There is, within these statistics and factors, a dire need for a new paradigm in which no child in school has to be homeless or hungry.

There is a dire need for regeneration of ideas completely separate from government and corporate intrusion.

There is a dire need for human ingenuity to be unleashed on this body of circumstances so that economic society can be regenerated, and made healthy.

The power to bring about this essential regeneration lies within those who are in the forty-two percent (42%) of adults not currently included in the active/interested workforce. Even those who are retired and elderly have something to contribute. While it is true that a percentage of those 42% are incapable of making positive contributions, many more are. Add to these a good many of the fifty-two percent of workers limited to part-time hours (only 47% of all working adults are working full-time) and we find an abundant resource of solution-bearing human ingenuity.
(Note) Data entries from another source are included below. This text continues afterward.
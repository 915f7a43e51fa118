#![cfg_attr(not(any(test, feature = "std")), no_std)]

//! # knx-tunnel
//!
//! Client side of the KNXnet/IP tunneling protocol: talk to a KNX bus
//! through an IP gateway as if directly attached.
//!
//! The crate is split along the protocol's own seams:
//!
//! - [`addressing`] - group and individual addresses
//! - [`protocol`] - frame and cEMI codecs plus the sans-io connection
//!   state machine (handshake, heartbeat, windowed tunneling exchange,
//!   retransmission, reconnect)
//! - [`dpt`] - datapoint type codecs between typed values and APDU bytes
//! - [`client`] - async client binding datapoints to group addresses over
//!   an injected [`net::AsyncTransport`]
//!
//! ## Design
//!
//! The state machine owns no sockets and reads no clocks; the async
//! client feeds it datagrams and deadlines and drains frames and events.
//! Tests drive the same machine with synthetic instants, which keeps
//! every protocol transition deterministic.
//!
//! `no_std` by default (bounded `heapless` collections, `embassy-time`
//! instants); the `std` feature adds `std::error::Error` impls and the
//! mock transport, `embassy` adds an embassy-net UDP adapter, and
//! `defmt`/`log` select the logging backend.
//!
//! ## Example
//!
//! ```rust,ignore
//! use knx_tunnel::client::{ClientConfig, Datapoint, KnxClient};
//! use knx_tunnel::dpt::KnxValue;
//! use knx_tunnel::ga;
//!
//! let config = ClientConfig::builder()
//!     .gateway([192, 168, 1, 10], 3671)
//!     .build();
//!
//! let mut client = KnxClient::new(config, transport, handlers)?;
//! client.add_datapoint(Datapoint::new("1/2/3", "1.001", false)?)?;
//! client.connect().await?;
//!
//! client.write(ga!(1/2/3), KnxValue::Bool(true)).await?;
//! loop {
//!     client.poll().await?;
//! }
//! ```

pub mod addressing;
pub mod client;
pub mod dpt;
pub mod error;
pub mod net;
pub mod protocol;

// Macro modules (must be declared before use)
#[macro_use]
pub mod macros;
#[macro_use]
pub mod logging;

// Re-export the types most applications need
#[doc(inline)]
pub use addressing::{GroupAddress, IndividualAddress};
#[doc(inline)]
pub use client::{ClientConfig, Datapoint, EventHandler, GroupEvent, KnxClient};
#[doc(inline)]
pub use dpt::{Dpt, DptId, KnxValue};
#[doc(inline)]
pub use error::{KnxError, Result};
#[doc(inline)]
pub use protocol::machine::{ConnectionState, DisconnectReason};
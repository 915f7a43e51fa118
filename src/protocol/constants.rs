//! KNXnet/IP protocol constants and service type identifiers.

/// KNXnet/IP protocol version 1.0
pub const KNXNETIP_VERSION_10: u8 = 0x10;

/// Standard KNXnet/IP header length (6 bytes)
pub const HEADER_SIZE_10: u8 = 0x06;

/// Standard UDP port for KNXnet/IP communication
pub const KNXNETIP_DEFAULT_PORT: u16 = 3671;

/// Maximum size of a KNXnet/IP frame this stack handles
pub const MAX_FRAME_SIZE: usize = 256;

/// Maximum size of a cEMI frame payload
pub const MAX_CEMI_SIZE: usize = 64;

// =============================================================================
// Service Type Identifiers
// =============================================================================

/// Service type constant for CONNECT_REQUEST (0x0205)
pub const SERVICE_CONNECT_REQUEST: u16 = 0x0205;
/// Service type constant for CONNECT_RESPONSE (0x0206)
pub const SERVICE_CONNECT_RESPONSE: u16 = 0x0206;
/// Service type constant for CONNECTIONSTATE_REQUEST (0x0207)
pub const SERVICE_CONNECTIONSTATE_REQUEST: u16 = 0x0207;
/// Service type constant for CONNECTIONSTATE_RESPONSE (0x0208)
pub const SERVICE_CONNECTIONSTATE_RESPONSE: u16 = 0x0208;
/// Service type constant for DISCONNECT_REQUEST (0x0209)
pub const SERVICE_DISCONNECT_REQUEST: u16 = 0x0209;
/// Service type constant for DISCONNECT_RESPONSE (0x020A)
pub const SERVICE_DISCONNECT_RESPONSE: u16 = 0x020A;
/// Service type constant for TUNNELING_REQUEST (0x0420)
pub const SERVICE_TUNNELING_REQUEST: u16 = 0x0420;
/// Service type constant for TUNNELING_ACK (0x0421)
pub const SERVICE_TUNNELING_ACK: u16 = 0x0421;
/// Service type constant for ROUTING_INDICATION (0x0530)
pub const SERVICE_ROUTING_INDICATION: u16 = 0x0530;

/// KNXnet/IP service type identifiers handled by this stack.
#[derive(Debug, Clone, Copy, PartialEq, Eq)]
#[cfg_attr(feature = "defmt", derive(defmt::Format))]
#[repr(u16)]
pub enum ServiceType {
    /// `CONNECT_REQUEST` - open a tunnel
    ConnectRequest = 0x0205,
    /// `CONNECT_RESPONSE` - channel id + assigned address
    ConnectResponse = 0x0206,
    /// `CONNECTIONSTATE_REQUEST` - heartbeat
    ConnectionstateRequest = 0x0207,
    /// `CONNECTIONSTATE_RESPONSE` - heartbeat answer
    ConnectionstateResponse = 0x0208,
    /// `DISCONNECT_REQUEST` - close a tunnel
    DisconnectRequest = 0x0209,
    /// `DISCONNECT_RESPONSE` - close acknowledged
    DisconnectResponse = 0x020A,
    /// `TUNNELING_REQUEST` - cEMI telegram through the tunnel
    TunnelingRequest = 0x0420,
    /// `TUNNELING_ACK` - telegram acknowledged
    TunnelingAck = 0x0421,
    /// `ROUTING_INDICATION` - cEMI telegram on the multicast group
    RoutingIndication = 0x0530,
}

impl ServiceType {
    /// Convert a raw u16 to a `ServiceType`.
    pub const fn from_u16(value: u16) -> Option<Self> {
        match value {
            0x0205 => Some(Self::ConnectRequest),
            0x0206 => Some(Self::ConnectResponse),
            0x0207 => Some(Self::ConnectionstateRequest),
            0x0208 => Some(Self::ConnectionstateResponse),
            0x0209 => Some(Self::DisconnectRequest),
            0x020A => Some(Self::DisconnectResponse),
            0x0420 => Some(Self::TunnelingRequest),
            0x0421 => Some(Self::TunnelingAck),
            0x0530 => Some(Self::RoutingIndication),
            _ => None,
        }
    }

    /// Convert a `ServiceType` to its wire value.
    pub const fn to_u16(self) -> u16 {
        self as u16
    }
}

// =============================================================================
// Connection Type Codes
// =============================================================================

/// Connection type for `TUNNEL_CONNECTION`
pub const TUNNEL_CONNECTION: u8 = 0x04;

/// Connection type for `DEVICE_MGMT_CONNECTION`
pub const DEVICE_MGMT_CONNECTION: u8 = 0x03;

/// KNX layer code for `TUNNEL_LINKLAYER`
pub const TUNNEL_LINKLAYER: u8 = 0x02;

// =============================================================================
// Host Protocol Codes
// =============================================================================

/// IPv4 UDP protocol
pub const IPV4_UDP: u8 = 0x01;

// =============================================================================
// Error Codes
// =============================================================================

/// Error code for successful operation
pub const E_NO_ERROR: u8 = 0x00;

/// Error code for connection type not supported
pub const E_CONNECTION_TYPE: u8 = 0x22;

/// Error code for connection option not supported
pub const E_CONNECTION_OPTION: u8 = 0x23;

/// Error code for no more connections available
pub const E_NO_MORE_CONNECTIONS: u8 = 0x24;

/// Error code for data connection error
pub const E_DATA_CONNECTION: u8 = 0x26;

/// Error code for KNX connection error
pub const E_KNX_CONNECTION: u8 = 0x27;

/// Error code for tunnelling layer not supported
pub const E_TUNNELLING_LAYER: u8 = 0x29;

// =============================================================================
// cEMI Message Codes
// =============================================================================

/// cEMI message codes relevant to the data link layer.
#[derive(Debug, Clone, Copy, PartialEq, Eq)]
#[cfg_attr(feature = "defmt", derive(defmt::Format))]
#[repr(u8)]
pub enum CemiMessageCode {
    /// `L_Data.req` - outbound data request
    LDataReq = 0x11,
    /// `L_Data.ind` - inbound bus indication
    LDataInd = 0x29,
    /// `L_Data.con` - local confirmation of a request
    LDataCon = 0x2E,
}

impl CemiMessageCode {
    /// Convert a raw u8 to a `CemiMessageCode`.
    pub const fn from_u8(value: u8) -> Option<Self> {
        match value {
            0x11 => Some(Self::LDataReq),
            0x29 => Some(Self::LDataInd),
            0x2E => Some(Self::LDataCon),
            _ => None,
        }
    }

    /// Convert a `CemiMessageCode` to its wire value.
    pub const fn to_u8(self) -> u8 {
        self as u8
    }
}

// =============================================================================
// KNX Priority
// =============================================================================

/// KNX message priority levels (control field 1, bits 3-2).
#[derive(Debug, Clone, Copy, PartialEq, Eq, Default)]
#[cfg_attr(feature = "defmt", derive(defmt::Format))]
#[repr(u8)]
pub enum Priority {
    /// System priority
    System = 0b00,
    /// Normal priority
    Normal = 0b01,
    /// Urgent priority
    Urgent = 0b10,
    /// Low priority (default for group communication)
    #[default]
    Low = 0b11,
}

impl Priority {
    /// Convert the low two bits of a byte to a Priority.
    pub const fn from_u8(value: u8) -> Self {
        match value & 0b11 {
            0b00 => Self::System,
            0b01 => Self::Normal,
            0b10 => Self::Urgent,
            _ => Self::Low,
        }
    }

    /// Convert a Priority to its two-bit value.
    pub const fn to_u8(self) -> u8 {
        self as u8
    }
}

#[cfg(test)]
mod tests {
    use super::*;

    #[test]
    fn service_type_round_trip() {
        for raw in [
            0x0205u16, 0x0206, 0x0207, 0x0208, 0x0209, 0x020A, 0x0420, 0x0421, 0x0530,
        ] {
            let svc = ServiceType::from_u16(raw).unwrap();
            assert_eq!(svc.to_u16(), raw);
        }
        assert!(ServiceType::from_u16(0x0201).is_none());
        assert!(ServiceType::from_u16(0xFFFF).is_none());
    }

    #[test]
    fn message_code_round_trip() {
        assert_eq!(CemiMessageCode::from_u8(0x11), Some(CemiMessageCode::LDataReq));
        assert_eq!(CemiMessageCode::from_u8(0x29), Some(CemiMessageCode::LDataInd));
        assert_eq!(CemiMessageCode::from_u8(0x2E), Some(CemiMessageCode::LDataCon));
        assert!(CemiMessageCode::from_u8(0x2B).is_none());
    }

    #[test]
    fn priority_bits() {
        assert_eq!(Priority::from_u8(0b11), Priority::Low);
        assert_eq!(Priority::default().to_u8(), 0b11);
    }
}
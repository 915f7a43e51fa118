//! Codec-level scenarios and round-trip properties: group addresses,
//! datapoint types and cEMI telegrams.

use knx_tunnel::addressing::{GroupAddress, IndividualAddress};
use knx_tunnel::dpt::{dpt9, Dpt, KnxValue};
use knx_tunnel::protocol::cemi::{
    encode_group_read, encode_group_write, CemiFrame, GroupPayload,
};

// =============================================================================
// S3 / invariant 1 - group address textual forms
// =============================================================================

#[test]
fn group_address_reference_values() {
    let addr: GroupAddress = "1/2/3".parse().unwrap();
    assert_eq!(u16::from(addr), (1 << 11) | (2 << 8) | 3);
    assert_eq!(u16::from(addr), 0x0A03);

    let addr: GroupAddress = "31/7/255".parse().unwrap();
    assert_eq!(u16::from(addr), 65535);

    assert_eq!(GroupAddress::from(0x0A03).to_string(), "1/2/3");
}

#[test]
fn group_address_round_trips_over_full_range() {
    for raw in 0..=u16::MAX {
        let addr = GroupAddress::from(raw);

        let three: GroupAddress = addr.to_string_3level().parse().unwrap();
        assert_eq!(three.raw(), raw);

        let two: GroupAddress = addr.to_string_2level().parse().unwrap();
        assert_eq!(two.raw(), raw);

        // flat form
        let mut flat = heapless::String::<8>::new();
        core::fmt::Write::write_fmt(&mut flat, format_args!("{}", raw)).unwrap();
        let parsed: GroupAddress = flat.parse().unwrap();
        assert_eq!(parsed.raw(), raw);
    }
}

// =============================================================================
// S1 - DPT9 reference vector
// =============================================================================

#[test]
fn dpt9_encodes_decodes_21_5_degrees() {
    let dpt: Dpt = "9.001".parse().unwrap();

    let mut buf = [0u8; 2];
    let len = dpt.encode_value(&KnxValue::F32(21.5), &mut buf).unwrap();
    assert_eq!(len, 2);
    // exponent 1, mantissa 1075
    assert_eq!(buf, [0x0C, 0x33]);

    match dpt.decode_value(&buf).unwrap() {
        KnxValue::F32(v) => assert!((v - 21.5).abs() <= 0.02),
        other => panic!("unexpected value {:?}", other),
    }

    // known-good decode vectors
    assert!((dpt9::decode_f16(0x0AF0) - 15.04).abs() < 0.005);
    assert!((dpt9::decode_f16(0x0C38) - 21.6).abs() < 0.005);
}

// =============================================================================
// S2 - DPT1 write packs into the APCI word
// =============================================================================

#[test]
fn dpt1_write_packs_into_apci_low_bits() {
    let dpt: Dpt = "1.001".parse().unwrap();

    let mut value_buf = [0u8; 1];
    dpt.encode_value(&KnxValue::Bool(true), &mut value_buf).unwrap();
    assert_eq!(value_buf, [0x01]);
    assert!(dpt.is_small());

    let mut cemi = [0u8; 16];
    let len = encode_group_write(
        IndividualAddress::UNSPECIFIED,
        GroupAddress::from(0x0A03),
        GroupPayload::Small(value_buf[0]),
        &mut cemi,
    )
    .unwrap();

    // the on-wire APCI word is 0x00 0x81
    assert_eq!(&cemi[len - 2..len], &[0x00, 0x81]);
}

// =============================================================================
// Invariant 2 - DPT round trips
// =============================================================================

#[test]
fn integer_dpts_round_trip_exactly() {
    let mut buf = [0u8; 16];

    let cases: &[(&str, KnxValue)] = &[
        ("1.001", KnxValue::Bool(false)),
        ("1.001", KnxValue::Bool(true)),
        ("3.007", KnxValue::Step { control: false, step_code: 7 }),
        ("5.010", KnxValue::U8(0)),
        ("5.010", KnxValue::U8(255)),
        ("6.001", KnxValue::I8(-128)),
        ("7.001", KnxValue::U16(65535)),
        ("8.001", KnxValue::I16(-32768)),
        ("12.001", KnxValue::U32(u32::MAX)),
        ("13.001", KnxValue::I32(i32::MIN)),
        ("18.001", KnxValue::Scene { scene: 63, learn: true }),
        ("232.600", KnxValue::Rgb { red: 1, green: 2, blue: 3 }),
    ];

    for (id, value) in cases {
        let dpt: Dpt = id.parse().unwrap();
        let len = dpt.encode_value(value, &mut buf).unwrap();
        assert_eq!(&dpt.decode_value(&buf[..len]).unwrap(), value, "{}", id);
    }
}

#[test]
fn dpt9_round_trips_within_one_unit() {
    let dpt: Dpt = "9.001".parse().unwrap();
    let mut buf = [0u8; 2];

    for &v in &[-273.0f32, -10.55, -0.01, 0.0, 0.01, 21.5, 100.0, 669.99] {
        let len = dpt.encode_value(&KnxValue::F32(v), &mut buf).unwrap();
        let KnxValue::F32(decoded) = dpt.decode_value(&buf[..len]).unwrap() else {
            panic!("wrong variant");
        };
        // values this small all fit at exponents 0..6
        assert!((decoded - v).abs() <= 0.64, "{} -> {}", v, decoded);
    }
}

#[test]
fn dpt14_round_trips_bit_exact() {
    let dpt: Dpt = "14.056".parse().unwrap();
    let mut buf = [0u8; 4];

    for &v in &[0.0f32, -1.5, 3.14159, 1e20, -1e-20, f32::MAX] {
        let len = dpt.encode_value(&KnxValue::F32(v), &mut buf).unwrap();
        let KnxValue::F32(decoded) = dpt.decode_value(&buf[..len]).unwrap() else {
            panic!("wrong variant");
        };
        assert_eq!(decoded.to_bits(), v.to_bits());
    }
}

#[test]
fn scaled_dpt5_decodes_to_two_decimals() {
    let dpt: Dpt = "5.001".parse().unwrap();
    let mut buf = [0u8; 1];

    dpt.encode_value(&KnxValue::F32(75.0), &mut buf).unwrap();
    assert_eq!(buf[0], 191);

    let KnxValue::F32(decoded) = dpt.decode_value(&[191]).unwrap() else {
        panic!("wrong variant");
    };
    assert_eq!(decoded, 74.9); // 191 * 100 / 255, rounded to 2 decimals
}

// =============================================================================
// Invariant 3 - cEMI byte sequences survive decode/encode
// =============================================================================

#[test]
fn cemi_reference_frames_round_trip() {
    // small payload write, byte payload write, read
    let frames: &[&[u8]] = &[
        &[0x11, 0x00, 0xBC, 0xE0, 0x00, 0x00, 0x0A, 0x03, 0x01, 0x00, 0x81],
        &[0x11, 0x00, 0xBC, 0xE0, 0x11, 0x01, 0x0A, 0x03, 0x03, 0x00, 0x80, 0x0C, 0x33],
        &[0x11, 0x00, 0xBC, 0xE0, 0x11, 0x01, 0x0A, 0x03, 0x01, 0x00, 0x00],
    ];

    for original in frames {
        let frame = CemiFrame::parse(original).unwrap();
        let ldata = frame.ldata().unwrap();

        let mut rebuilt = [0u8; 32];
        let len = knx_tunnel::protocol::cemi::encode_group_frame(
            frame.message_code,
            ldata.source,
            ldata.destination_group().unwrap(),
            ldata.apci,
            ldata.payload(),
            &mut rebuilt,
        )
        .unwrap();

        assert_eq!(&rebuilt[..len], *original);
    }
}

#[test]
fn group_read_has_empty_payload() {
    let mut cemi = [0u8; 16];
    let len = encode_group_read(
        IndividualAddress::from(0x11C8),
        GroupAddress::from(0x0A03),
        &mut cemi,
    )
    .unwrap();

    let ldata = CemiFrame::parse(&cemi[..len]).unwrap().ldata().unwrap();
    assert!(ldata.is_group_read());
    assert_eq!(ldata.payload(), GroupPayload::Small(0));
}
And here's the kicker: to unleash this power is regressive, but it's exactly what we all need. We need to regress to an earlier age wherein people were allowed the freedom to create solutions to challenging circumstances without asking permission of government or corporate manipulators.

Call me radically regressive.  






Thursday, November 7, 2013

ReGeneration Essentials


We live in a period of rapid and great change.

The past few years have proven to be unsettling for so many of us human beings. Lifestyles and lifelines have been disrupted and severed. While many people applaud these changes, others of us recognize that change does not necessarily bring improvement to personal or general quality of life.

Explosive growth in numbers of unemployed in Europe and America, along with significant increases in numbers of people dependent upon food banks and supplemental nutrition programs remain strong indicators of unwelcome changes. Millions who were not poor half a dozen years ago have joined the billions who have known poverty since birth.
 
A look at the growing poor phenomenon tells this story: Look at elusive definitions here

Recently published financial reports indicate that corporations are setting new profit records, as usual. The number of billionaires increases each year. These are, perhaps, meaningless statistics because the real value of the United States Dollar/Federal Reserve Note has decreased steadily with inflation. More important than anyone’s net worth in Federal Reserve Notes is the fact that the number of young lives lost each day to starvation, bad water and related diseases remains consistently close to 30,000 per day.

War munitions and machinery contribute an increasing proportion of corporate profits, leading to stock price surges, as civilian deaths from the same technology steadily increase. Death is an exceedingly profitable business. 

The human spirit is remarkably resilient. Our minds are capable of ingenious solutions to individual and collective problems. Freedom to apply innovative solutions is essential to human resilience and survival.

Freedom and creativity combined in individuals will provide seeds of regeneration for humanity, even as current destructive forces sweep across our landscapes, whether material and spiritual or social and economic.

The future of all life itself begins with regeneration.